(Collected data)
################

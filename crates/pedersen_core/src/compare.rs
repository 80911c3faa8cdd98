use crate::cycle::{analytic_cycle, CycleTable, SolverSettings};
use crate::profile::{CartesianProfile, ProfileParams, SphericalProfile};
use anyhow::{bail, Context, Result};
use serde::{Deserialize, Serialize};

/// Worst-case disagreement between two cycle tables computed over the same sweep.
#[derive(Debug, Clone, Copy, PartialEq, Serialize, Deserialize)]
pub struct CycleComparison {
    /// Largest absolute cycle range difference (m).
    pub max_range_difference: f64,
    /// Largest absolute cycle time difference (s).
    pub max_time_difference: f64,
}

impl CycleComparison {
    pub fn within(&self, range_tolerance: f64, time_tolerance: f64) -> bool {
        self.max_range_difference <= range_tolerance && self.max_time_difference <= time_tolerance
    }
}

pub fn compare_cycles(first: &CycleTable, second: &CycleTable) -> Result<CycleComparison> {
    if first.len() != second.len() {
        bail!(
            "Cycle tables have different lengths ({} vs {}).",
            first.len(),
            second.len()
        );
    }
    let max_abs_diff = |a: &[f64], b: &[f64]| {
        a.iter()
            .zip(b)
            .map(|(x, y)| (x - y).abs())
            .fold(0.0, f64::max)
    };
    Ok(CycleComparison {
        max_range_difference: max_abs_diff(&first.range, &second.range),
        max_time_difference: max_abs_diff(&first.travel_time, &second.travel_time),
    })
}

/// Solves the same sweep in flat and curved coordinates and compares the cycles.
pub fn compare_coordinate_systems(
    params: ProfileParams,
    earth_radius: f64,
    anchor_depth: f64,
    angles: &[f64],
    settings: SolverSettings,
) -> Result<CycleComparison> {
    let flat = CartesianProfile::new(params)?;
    let curved = SphericalProfile::new(params, earth_radius)?;
    let flat_cycles = analytic_cycle(&flat, anchor_depth, angles, settings)
        .context("Flat-earth cycle solve failed.")?;
    let curved_cycles = analytic_cycle(&curved, anchor_depth, angles, settings)
        .context("Curved-earth cycle solve failed.")?;
    compare_cycles(&flat_cycles, &curved_cycles)
}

################

WORK INSTRUCTIONS:
Using the records above, work out how many lines hold the string "Largest"; answer with that number alone.

RESULT BELOW:
2